Stored data entries |
//! SQLite-backed attendance log

use chrono::{DateTime, Local};
use rollcall_api::{AttendanceRecord, AttendanceStatus};
use rollcall_util::PeriodId;
use rusqlite::{params, Connection};
use std::path::Path;
use std::sync::Mutex;
use tracing::debug;

use crate::{AttendanceLog, StoreError, StoreResult};

/// Attendance history kept in the service data directory
pub struct SqliteAttendanceLog {
    conn: Mutex<Connection>,
}

impl SqliteAttendanceLog {
    /// Open or create a log at the given path
    pub fn open(path: impl AsRef<Path>) -> StoreResult<Self> {
        let conn = Connection::open(path)?;
        let log = Self {
            conn: Mutex::new(conn),
        };
        log.init_schema()?;
        Ok(log)
    }

    /// Create an in-memory log (for testing)
    pub fn in_memory() -> StoreResult<Self> {
        let conn = Connection::open_in_memory()?;
        let log = Self {
            conn: Mutex::new(conn),
        };
        log.init_schema()?;
        Ok(log)
    }

    fn init_schema(&self) -> StoreResult<()> {
        let conn = self.conn.lock().unwrap();

        conn.execute_batch(
            r#"
            CREATE TABLE IF NOT EXISTS attendance_log (
                id INTEGER PRIMARY KEY AUTOINCREMENT,
                timestamp TEXT NOT NULL,
                period INTEGER NOT NULL,
                period_label TEXT NOT NULL,
                status TEXT NOT NULL,
                detected INTEGER NOT NULL,
                required INTEGER NOT NULL,
                file_name TEXT NOT NULL,
                note TEXT NOT NULL
            );

            CREATE INDEX IF NOT EXISTS idx_attendance_timestamp ON attendance_log(timestamp);
            "#,
        )?;

        debug!("Attendance log schema initialized");
        Ok(())
    }
}

impl AttendanceLog for SqliteAttendanceLog {
    fn append(&self, record: &AttendanceRecord) -> StoreResult<()> {
        let conn = self.conn.lock().unwrap();

        conn.execute(
            "INSERT INTO attendance_log \
             (timestamp, period, period_label, status, detected, required, file_name, note) \
             VALUES (?, ?, ?, ?, ?, ?, ?, ?)",
            params![
                record.timestamp.to_rfc3339(),
                record.period.as_u8(),
                record.period_label,
                record.status.as_str(),
                record.detected_count,
                record.threshold,
                record.file_name,
                record.note,
            ],
        )?;

        debug!(row_id = conn.last_insert_rowid(), "Attendance record stored");
        Ok(())
    }

    fn recent(&self, limit: usize) -> StoreResult<Vec<AttendanceRecord>> {
        let conn = self.conn.lock().unwrap();

        let mut stmt = conn.prepare(
            "SELECT timestamp, period, period_label, status, detected, required, file_name, note \
             FROM attendance_log ORDER BY id DESC LIMIT ?",
        )?;

        let rows = stmt.query_map([limit as i64], |row| {
            Ok((
                row.get::<_, String>(0)?,
                row.get::<_, u8>(1)?,
                row.get::<_, String>(2)?,
                row.get::<_, String>(3)?,
                row.get::<_, u32>(4)?,
                row.get::<_, u32>(5)?,
                row.get::<_, String>(6)?,
                row.get::<_, String>(7)?,
            ))
        })?;

        let mut records = Vec::new();
        for row in rows {
            let (timestamp, period, period_label, status, detected, required, file_name, note) =
                row?;

            let timestamp = DateTime::parse_from_rfc3339(&timestamp)
                .map(|dt| dt.with_timezone(&Local))
                .map_err(|e| StoreError::Serialization(e.to_string()))?;
            let period = PeriodId::new(period).ok_or_else(|| {
                StoreError::Serialization(format!("invalid period id {} in log", period))
            })?;
            let status: AttendanceStatus =
                status.parse().map_err(StoreError::Serialization)?;

            records.push(AttendanceRecord {
                timestamp,
                period,
                period_label,
                status,
                detected_count: detected,
                threshold: required,
                file_name,
                note,
            });
        }

        Ok(records)
    }
}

Work to be completed |
Answer with a single number, the count of lines in the data that contain "Serialization".

Response to the exercise |
3